Write out all of the data without omission, exactly as shown.
--
//! Object storage abstraction.

use async_trait::async_trait;
use std::collections::HashMap;
use std::sync::RwLock;

use crate::error::{StorageError, StorageResult};

/// Blob storage keyed by object key.
#[async_trait]
pub trait ObjectStore: Send + Sync {
    async fn put(&self, key: &str, data: Vec<u8>, content_type: &str) -> StorageResult<()>;

    /// Fails with [`StorageError::NotFound`] for a missing key.
    async fn get(&self, key: &str) -> StorageResult<Vec<u8>>;

    async fn delete(&self, key: &str) -> StorageResult<()>;
}

/// In-process object store.
#[derive(Default)]
pub struct MemoryObjectStore {
    objects: RwLock<HashMap<String, (Vec<u8>, String)>>,
}

impl MemoryObjectStore {
    pub fn new() -> Self {
        Self::default()
    }

    pub fn len(&self) -> usize {
        self.objects.read().map(|o| o.len()).unwrap_or(0)
    }

    pub fn is_empty(&self) -> bool {
        self.len() == 0
    }

    pub fn content_type(&self, key: &str) -> Option<String> {
        self.objects
            .read()
            .ok()
            .and_then(|o| o.get(key).map(|(_, ct)| ct.clone()))
    }
}

fn poisoned() -> StorageError {
    StorageError::AwsSdk("object table lock poisoned".to_string())
}

#[async_trait]
impl ObjectStore for MemoryObjectStore {
    async fn put(&self, key: &str, data: Vec<u8>, content_type: &str) -> StorageResult<()> {
        self.objects
            .write()
            .map_err(|_| poisoned())?
            .insert(key.to_string(), (data, content_type.to_string()));
        Ok(())
    }

    async fn get(&self, key: &str) -> StorageResult<Vec<u8>> {
        self.objects
            .read()
            .map_err(|_| poisoned())?
            .get(key)
            .map(|(data, _)| data.clone())
            .ok_or_else(|| StorageError::not_found(key))
    }

    async fn delete(&self, key: &str) -> StorageResult<()> {
        self.objects.write().map_err(|_| poisoned())?.remove(key);
        Ok(())
    }
}
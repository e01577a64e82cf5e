//! Shared data models for the media task pipeline.
//!
//! This crate provides Serde-serializable types for:
//! - Task ids, statuses and terminal results
//! - Stored-file references
//! - Structured extraction output (key insights, summary segments)
//! - Subtitle styling options
//! - Timestamp parsing and degenerate-range repair

pub mod file;
pub mod insight;
pub mod subtitle;
pub mod task;
pub mod timestamp;
pub mod utils;

// Re-export common types
pub use file::StoredFileId;
pub use insight::{KeyInsight, KeyInsightsResult, SummarySegment};
pub use subtitle::{SubtitleColor, SubtitleFormat, SubtitleOptionError, SubtitleOptions, SubtitleStyle};
pub use task::{is_complete_status, JobKind, TaskId, TaskOutput, TaskRecord, TaskStatus};
pub use timestamp::{repair_segment_timestamps, Timestamp, TimestampError};
pub use utils::{validate_source_url, UrlError};
//! LLM adapter for the media task pipeline.
//!
//! Two request shapes are exposed through [`LlmAdapter`]: streaming free-text
//! generation and schema-constrained structured output. [`GeminiAdapter`]
//! implements both against the Gemini REST API. The [`rewrite`] module builds
//! the tag-delimited subtitle rewrite on top of the streaming mode.

pub mod adapter;
pub mod credentials;
pub mod error;
pub mod gemini;
pub mod rewrite;
pub mod schema;
mod types;

pub use adapter::{structured_output_as, LlmAdapter, StreamEvent, TextStream};
pub use credentials::{ModelCredentials, ModelDirectory, StaticModelDirectory};
pub use error::{LlmError, LlmResult};
pub use gemini::{GeminiAdapter, GeminiConfig};
pub use rewrite::{collect_stream, rewrite_or_original, rewrite_subtitles, RewriteError};
pub use schema::response_schema_for;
--
→ **Result**:
//! Object storage abstraction.

use async_trait::async_trait;
use std::collections::HashMap;
use std::sync::RwLock;

use crate::error::{StorageError, StorageResult};

/// Blob storage keyed by object key.
#[async_trait]
pub trait ObjectStore: Send + Sync {
    async fn put(&self, key: &str, data: Vec<u8>, content_type: &str) -> StorageResult<()>;

    /// Fails with [`StorageError::NotFound`] for a missing key.
    async fn get(&self, key: &str) -> StorageResult<Vec<u8>>;

    async fn delete(&self, key: &str) -> StorageResult<()>;
}

/// In-process object store.
#[derive(Default)]
pub struct MemoryObjectStore {
    objects: RwLock<HashMap<String, (Vec<u8>, String)>>,
}

impl MemoryObjectStore {
    pub fn new() -> Self {
        Self::default()
    }

    pub fn len(&self) -> usize {
        self.objects.read().map(|o| o.len()).unwrap_or(0)
    }

    pub fn is_empty(&self) -> bool {
        self.len() == 0
    }

    pub fn content_type(&self, key: &str) -> Option<String> {
        self.objects
            .read()
            .ok()
            .and_then(|o| o.get(key).map(|(_, ct)| ct.clone()))
    }
}

fn poisoned() -> StorageError {
    StorageError::AwsSdk("object table lock poisoned".to_string())
}

#[async_trait]
impl ObjectStore for MemoryObjectStore {
    async fn put(&self, key: &str, data: Vec<u8>, content_type: &str) -> StorageResult<()> {
        self.objects
            .write()
            .map_err(|_| poisoned())?
            .insert(key.to_string(), (data, content_type.to_string()));
        Ok(())
    }

    async fn get(&self, key: &str) -> StorageResult<Vec<u8>> {
        self.objects
            .read()
            .map_err(|_| poisoned())?
            .get(key)
            .map(|(data, _)| data.clone())
            .ok_or_else(|| StorageError::not_found(key))
    }

    async fn delete(&self, key: &str) -> StorageResult<()> {
        self.objects.write().map_err(|_| poisoned())?.remove(key);
        Ok(())
    }
}
repository e01577a64e82cf5e
//! Shared data models for the media task pipeline.
//!
//! This crate provides Serde-serializable types for:
//! - Task ids, statuses and terminal results
//! - Stored-file references
//! - Structured extraction output (key insights, summary segments)
//! - Subtitle styling options
//! - Timestamp parsing and degenerate-range repair

pub mod file;
pub mod insight;
pub mod subtitle;
pub mod task;
pub mod timestamp;
pub mod utils;

// Re-export common types
pub use file::StoredFileId;
pub use insight::{KeyInsight, KeyInsightsResult, SummarySegment};
pub use subtitle::{SubtitleColor, SubtitleFormat, SubtitleOptionError, SubtitleOptions, SubtitleStyle};
pub use task::{is_complete_status, JobKind, TaskId, TaskOutput, TaskRecord, TaskStatus};
pub use timestamp::{repair_segment_timestamps, Timestamp, TimestampError};
pub use utils::{validate_source_url, UrlError};
//! LLM adapter for the media task pipeline.
//!
//! Two request shapes are exposed through [`LlmAdapter`]: streaming free-text
//! generation and schema-constrained structured output. [`GeminiAdapter`]
//! implements both against the Gemini REST API. The [`rewrite`] module builds
//! the tag-delimited subtitle rewrite on top of the streaming mode.

pub mod adapter;
pub mod credentials;
pub mod error;
pub mod gemini;
pub mod rewrite;
pub mod schema;
mod types;

pub use adapter::{structured_output_as, LlmAdapter, StreamEvent, TextStream};
pub use credentials::{ModelCredentials, ModelDirectory, StaticModelDirectory};
pub use error::{LlmError, LlmResult};
pub use gemini::{GeminiAdapter, GeminiConfig};
pub use rewrite::{collect_stream, rewrite_or_original, rewrite_subtitles, RewriteError};
pub use schema::response_schema_for;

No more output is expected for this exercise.